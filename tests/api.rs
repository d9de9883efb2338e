use actix_web::http::StatusCode;
use actix_web::{App, test, web};
use pushkind_catalog::db::establish_connection_pool;
use pushkind_catalog::repository::{DieselRepository, ProductWriter};
use pushkind_catalog::routes;
use serde_json::{Value, json};
use tempfile::NamedTempFile;

mod common;

use common::{new_product, timestamp};

const MAX_BODY_SIZE: usize = 64 * 1024;

macro_rules! init_app {
    ($repo:expr) => {
        test::init_service(
            App::new()
                .app_data(web::Data::new($repo))
                .configure(|cfg| routes::configure(cfg, MAX_BODY_SIZE)),
        )
        .await
    };
}

fn valid_body() -> Value {
    json!({
        "name": "Desk lamp",
        "description": "Adjustable LED lamp",
        "price": 24.99,
        "stock": 0
    })
}

#[actix_web::test]
async fn create_then_get_returns_defaults() {
    let test_db = common::TestDb::new();
    let app = init_app!(DieselRepository::new(test_db.pool()));

    let req = test::TestRequest::post()
        .uri("/api/products")
        .set_json(valid_body())
        .to_request();
    let resp = test::call_service(&app, req).await;
    assert_eq!(resp.status(), StatusCode::CREATED);
    let created: Value = test::read_body_json(resp).await;

    assert_eq!(created["name"], "Desk lamp");
    assert_eq!(created["stock"], 0);
    assert_eq!(created["category"], "General");
    assert_eq!(created["isActive"], true);
    assert!(created["imageUrl"].is_null());
    assert!(created["createdAt"].is_string());

    let id = created["id"].as_i64().expect("id should be a number");
    let req = test::TestRequest::get()
        .uri(&format!("/api/products/{id}"))
        .to_request();
    let resp = test::call_service(&app, req).await;
    assert_eq!(resp.status(), StatusCode::OK);
    let fetched: Value = test::read_body_json(resp).await;
    assert_eq!(fetched, created);
}

#[actix_web::test]
async fn create_rejects_invalid_payloads() {
    let test_db = common::TestDb::new();
    let app = init_app!(DieselRepository::new(test_db.pool()));

    let cases = [
        json!({ "name": "A", "description": "d", "price": 0, "stock": 1 }),
        json!({ "name": "A", "description": "d", "price": 5 }),
        json!({ "name": "A", "description": "d", "price": "5", "stock": 1 }),
        json!({ "name": "A", "description": "d", "price": 5, "stock": -1 }),
    ];

    for body in cases {
        let req = test::TestRequest::post()
            .uri("/api/products")
            .set_json(&body)
            .to_request();
        let resp = test::call_service(&app, req).await;
        assert_eq!(resp.status(), StatusCode::BAD_REQUEST, "body: {body}");
        let error: Value = test::read_body_json(resp).await;
        assert!(error["error"].is_string());
    }

    let req = test::TestRequest::get().uri("/api/products").to_request();
    let products: Value = test::call_and_read_body_json(&app, req).await;
    assert_eq!(products, json!([]));
}

#[actix_web::test]
async fn missing_fields_list_required_fields() {
    let test_db = common::TestDb::new();
    let app = init_app!(DieselRepository::new(test_db.pool()));

    let req = test::TestRequest::post()
        .uri("/api/products")
        .set_json(json!({ "name": "A" }))
        .to_request();
    let resp = test::call_service(&app, req).await;
    assert_eq!(resp.status(), StatusCode::BAD_REQUEST);
    let error: Value = test::read_body_json(resp).await;
    assert_eq!(
        error["required"],
        json!(["name", "description", "price", "stock"])
    );
}

#[actix_web::test]
async fn malformed_json_is_a_bad_request() {
    let test_db = common::TestDb::new();
    let app = init_app!(DieselRepository::new(test_db.pool()));

    let req = test::TestRequest::post()
        .uri("/api/products")
        .insert_header(("content-type", "application/json"))
        .set_payload("{not json")
        .to_request();
    let resp = test::call_service(&app, req).await;
    assert_eq!(resp.status(), StatusCode::BAD_REQUEST);
}

#[actix_web::test]
async fn oversized_body_is_a_bad_request() {
    let test_db = common::TestDb::new();
    let app = init_app!(DieselRepository::new(test_db.pool()));

    let mut body = valid_body();
    body["description"] = json!("x".repeat(MAX_BODY_SIZE + 1));

    let req = test::TestRequest::post()
        .uri("/api/products")
        .set_json(body)
        .to_request();
    let resp = test::call_service(&app, req).await;
    assert_eq!(resp.status(), StatusCode::BAD_REQUEST);
    let error: Value = test::read_body_json(resp).await;
    assert!(error["error"].is_string());

    let req = test::TestRequest::get().uri("/api/products").to_request();
    let products: Value = test::call_and_read_body_json(&app, req).await;
    assert_eq!(products, json!([]));
}

#[actix_web::test]
async fn storage_failures_hide_details() {
    // A database without the products table.
    let tempfile = NamedTempFile::new().expect("Failed to create temp file");
    let pool = establish_connection_pool(tempfile.path().to_str().unwrap())
        .expect("Failed to establish SQLite connection.");
    let app = init_app!(DieselRepository::new(pool));

    let requests = [
        test::TestRequest::get().uri("/api/products").to_request(),
        test::TestRequest::get().uri("/api/products/1").to_request(),
        test::TestRequest::post()
            .uri("/api/products")
            .set_json(valid_body())
            .to_request(),
    ];

    for req in requests {
        let resp = test::call_service(&app, req).await;
        assert_eq!(resp.status(), StatusCode::INTERNAL_SERVER_ERROR);
        let body: Value = test::read_body_json(resp).await;
        assert_eq!(body, json!({ "error": "Internal server error" }));
    }
}

#[actix_web::test]
async fn list_filters_and_storefront_view() {
    let test_db = common::TestDb::new();
    let repo = DieselRepository::new(test_db.pool());
    let visible = repo
        .create_product(&new_product("Novel", "Books", true, timestamp(1)))
        .expect("should create product");
    repo.create_product(&new_product("Atlas", "Books", false, timestamp(2)))
        .expect("should create product");
    let newest = repo
        .create_product(&new_product("Ball", "Sports", false, timestamp(3)))
        .expect("should create product");
    let app = init_app!(repo);

    let req = test::TestRequest::get().uri("/api/products").to_request();
    let all: Value = test::call_and_read_body_json(&app, req).await;
    assert_eq!(all.as_array().map(Vec::len), Some(3));
    assert_eq!(all[0]["id"], newest.id.get());

    let req = test::TestRequest::get()
        .uri("/api/products?isActive=true")
        .to_request();
    let active: Value = test::call_and_read_body_json(&app, req).await;
    assert_eq!(active.as_array().map(Vec::len), Some(1));
    assert_eq!(active[0]["id"], visible.id.get());

    let req = test::TestRequest::get()
        .uri("/api/products?category=Books&isActive=false")
        .to_request();
    let hidden_books: Value = test::call_and_read_body_json(&app, req).await;
    assert_eq!(hidden_books.as_array().map(Vec::len), Some(1));
    assert_eq!(hidden_books[0]["name"], "Atlas");

    let req = test::TestRequest::get()
        .uri("/api/products?category=%20Books%20")
        .to_request();
    let padded: Value = test::call_and_read_body_json(&app, req).await;
    assert_eq!(padded, json!([]));

    let req = test::TestRequest::get()
        .uri("/api/storefront/products?isActive=false")
        .to_request();
    let storefront: Value = test::call_and_read_body_json(&app, req).await;
    assert_eq!(storefront.as_array().map(Vec::len), Some(1));
    assert_eq!(storefront[0]["isActive"], true);
}

#[actix_web::test]
async fn get_reports_invalid_and_missing_ids() {
    let test_db = common::TestDb::new();
    let app = init_app!(DieselRepository::new(test_db.pool()));

    let req = test::TestRequest::get().uri("/api/products/abc").to_request();
    let resp = test::call_service(&app, req).await;
    assert_eq!(resp.status(), StatusCode::BAD_REQUEST);
    let error: Value = test::read_body_json(resp).await;
    assert_eq!(error["error"], "Invalid product ID");

    let req = test::TestRequest::get().uri("/api/products/9999").to_request();
    let resp = test::call_service(&app, req).await;
    assert_eq!(resp.status(), StatusCode::NOT_FOUND);
    let error: Value = test::read_body_json(resp).await;
    assert_eq!(error["error"], "Product not found");
}

#[actix_web::test]
async fn update_is_partial_and_idempotent() {
    let test_db = common::TestDb::new();
    let repo = DieselRepository::new(test_db.pool());
    let created = repo
        .create_product(&new_product("Mug", "General", true, timestamp(0)))
        .expect("should create product");
    let app = init_app!(repo);
    let uri = format!("/api/products/{}", created.id);

    let req = test::TestRequest::put()
        .uri(&uri)
        .set_json(json!({ "stock": 3 }))
        .to_request();
    let resp = test::call_service(&app, req).await;
    assert_eq!(resp.status(), StatusCode::OK);
    let first: Value = test::read_body_json(resp).await;
    assert_eq!(first["stock"], 3);
    assert_eq!(first["name"], "Mug");
    assert_eq!(first["price"], 9.99);
    assert_eq!(first["isActive"], true);

    let req = test::TestRequest::put()
        .uri(&uri)
        .set_json(json!({ "stock": 3 }))
        .to_request();
    let second: Value = test::call_and_read_body_json(&app, req).await;
    assert_eq!(first, second);

    let req = test::TestRequest::put()
        .uri(&uri)
        .set_json(json!({ "price": "free" }))
        .to_request();
    let resp = test::call_service(&app, req).await;
    assert_eq!(resp.status(), StatusCode::BAD_REQUEST);

    let req = test::TestRequest::put()
        .uri("/api/products/424242")
        .set_json(json!({ "stock": 1 }))
        .to_request();
    let resp = test::call_service(&app, req).await;
    assert_eq!(resp.status(), StatusCode::NOT_FOUND);

    let req = test::TestRequest::put()
        .uri("/api/products/x1")
        .set_json(json!({ "stock": 1 }))
        .to_request();
    let resp = test::call_service(&app, req).await;
    assert_eq!(resp.status(), StatusCode::BAD_REQUEST);
}

#[actix_web::test]
async fn delete_confirms_and_second_delete_is_not_found() {
    let test_db = common::TestDb::new();
    let repo = DieselRepository::new(test_db.pool());
    let created = repo
        .create_product(&new_product("Kite", "Toys", true, timestamp(0)))
        .expect("should create product");
    let app = init_app!(repo);
    let uri = format!("/api/products/{}", created.id);

    let req = test::TestRequest::delete().uri(&uri).to_request();
    let resp = test::call_service(&app, req).await;
    assert_eq!(resp.status(), StatusCode::OK);
    let body: Value = test::read_body_json(resp).await;
    assert_eq!(
        body,
        json!({ "message": "Product deleted successfully", "id": created.id.get() })
    );

    let req = test::TestRequest::get().uri(&uri).to_request();
    let resp = test::call_service(&app, req).await;
    assert_eq!(resp.status(), StatusCode::NOT_FOUND);

    let req = test::TestRequest::delete().uri(&uri).to_request();
    let resp = test::call_service(&app, req).await;
    assert_eq!(resp.status(), StatusCode::NOT_FOUND);

    let req = test::TestRequest::delete()
        .uri("/api/products/abc")
        .to_request();
    let resp = test::call_service(&app, req).await;
    assert_eq!(resp.status(), StatusCode::BAD_REQUEST);
    let error: Value = test::read_body_json(resp).await;
    assert_eq!(error["error"], "Invalid product ID");
}

#[actix_web::test]
async fn health_categories_and_unknown_routes() {
    let test_db = common::TestDb::new();
    let app = init_app!(DieselRepository::new(test_db.pool()));

    let req = test::TestRequest::get().uri("/api/health").to_request();
    let health: Value = test::call_and_read_body_json(&app, req).await;
    assert_eq!(health["status"], "ok");
    assert!(health["timestamp"].is_string());

    let req = test::TestRequest::get().uri("/api/categories").to_request();
    let categories: Value = test::call_and_read_body_json(&app, req).await;
    assert_eq!(categories[0], "General");
    assert_eq!(categories.as_array().map(Vec::len), Some(8));

    let req = test::TestRequest::get().uri("/api/unknown").to_request();
    let resp = test::call_service(&app, req).await;
    assert_eq!(resp.status(), StatusCode::NOT_FOUND);
    let body: Value = test::read_body_json(resp).await;
    assert_eq!(body["error"], "Route not found");
    assert_eq!(body["path"], "/api/unknown");
}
○ ○ ○ ○ ○ ○ ○
Task instructions => What lines of the listing above hold "padded"? Copy all of them.

The answer =>
    let padded: Value = test::call_and_read_body_json(&app, req).await;
    assert_eq!(padded, json!([]));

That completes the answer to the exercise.